I'm not a historian and was too young at the time to speak from direct experience (and probably would have been too unhip anyway), but I see it as an outgrowth of a general trend over the 20th century. Much of 19th century thinking is marked by the idea of perfectability through rational progress. This applied not only to politics, but mathematics and science as well. Eventually, a long list of results in every field was sufficient to point out the limits of human reason. This was true at the beginning of the 20th century.
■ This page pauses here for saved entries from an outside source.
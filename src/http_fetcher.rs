//! HTTP client boundary (§6 "HTTP client").
//!
//! A narrow trait over "fetch a URL, get back a status and body", so C9
//! never depends on `reqwest` directly — matching the `HtmlExtractor`/
//! `KvStore`/`DurableQueue` external-collaborator pattern used throughout
//! this core.

use std::time::Duration;

use async_trait::async_trait;
use bytes::Bytes;

use crate::error::{Error, Result};

/// Response contract to C9: `(status, body)` (§6).
#[derive(Debug, Clone)]
pub struct FetchResponse {
    pub status: u16,
    pub body: Bytes,
}

#[async_trait]
pub trait HttpFetcher: Send + Sync {
    async fn fetch(&self, url: &str) -> Result<FetchResponse>;
}

/// `reqwest`-backed default [`HttpFetcher`]: per-request timeout,
/// redirects followed (§4.9 step 2).
pub struct ReqwestFetcher {
    client: reqwest::Client,
}

impl ReqwestFetcher {
    pub fn new(timeout: Duration) -> Result<Self> {
        let client = reqwest::Client::builder()
            .timeout(timeout)
            .redirect(reqwest::redirect::Policy::limited(10))
            .build()
            .map_err(Error::Http)?;
        Ok(Self { client })
    }
}

#[async_trait]
impl HttpFetcher for ReqwestFetcher {
    async fn fetch(&self, url: &str) -> Result<FetchResponse> {
        let response = self.client.get(url).send().await.map_err(Error::Http)?;
        let status = response.status().as_u16();
        let body = response.bytes().await.map_err(Error::Http)?;
        Ok(FetchResponse { status, body })
    }
}

/// In-memory [`HttpFetcher`] used by C9's unit tests: a canned sequence of
/// responses keyed by URL, so pagination/stop-detection logic is testable
/// without a network.
#[cfg(test)]
pub mod fake {
    use super::*;
    use std::collections::HashMap;
    use std::sync::Mutex;

    pub enum Canned {
        Ok(u16, &'static str),
        Err,
    }

    #[derive(Default)]
    pub struct FakeFetcher {
        pub responses: Mutex<HashMap<String, Vec<Canned>>>,
    }

    impl FakeFetcher {
        pub fn new() -> Self {
            Self::default()
        }

        pub fn queue(&self, url: &str, response: Canned) {
            self.responses
                .lock()
                .unwrap()
                .entry(url.to_string())
                .or_default()
                .push(response);
        }
    }

    #[async_trait]
    impl HttpFetcher for FakeFetcher {
        async fn fetch(&self, url: &str) -> Result<FetchResponse> {
            let mut responses = self.responses.lock().unwrap();
            let queue = responses
                .get_mut(url)
                .ok_or_else(|| Error::Validation(format!("no canned response for {url}")))?;
            if queue.is_empty() {
                return Err(Error::Validation(format!(
                    "canned responses exhausted for {url}"
                )));
            }
            match queue.remove(0) {
                Canned::Ok(status, body) => Ok(FetchResponse {
                    status,
                    body: Bytes::from_static(body.as_bytes()),
                }),
                Canned::Err => Err(Error::Validation(format!("network error for {url}"))),
            }
        }
    }
}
I think what happened was a rejection of reason based on disappointment over the fact that it would never solve everything. By the 60s, this had percolated through the culture to the point that otherwise sane people were claiming that everything was subjective and malleable. I don't even know if this was particularly leftwing--the most extreme neoconservatives today seem to believe that reality is a normative belief enforced by power. Somehow the idea of self-expression took over as the greatest good--at least among a small, influential, and relatively privileged group.
To claim that the beats were better or the lost generation was better is also to miss the point. It was part of the same trend--each generation clinging to some past notion of reason, but less so over time.
The 60s could not have accomplished much directly because it was not undertaken with planning or empirical testing. But I wonder if this is really the right question to ask. Young people were testing a cultural belief that they could shape reality by looking inward. It turns out that it is not true, but what could have stopped that test from happening?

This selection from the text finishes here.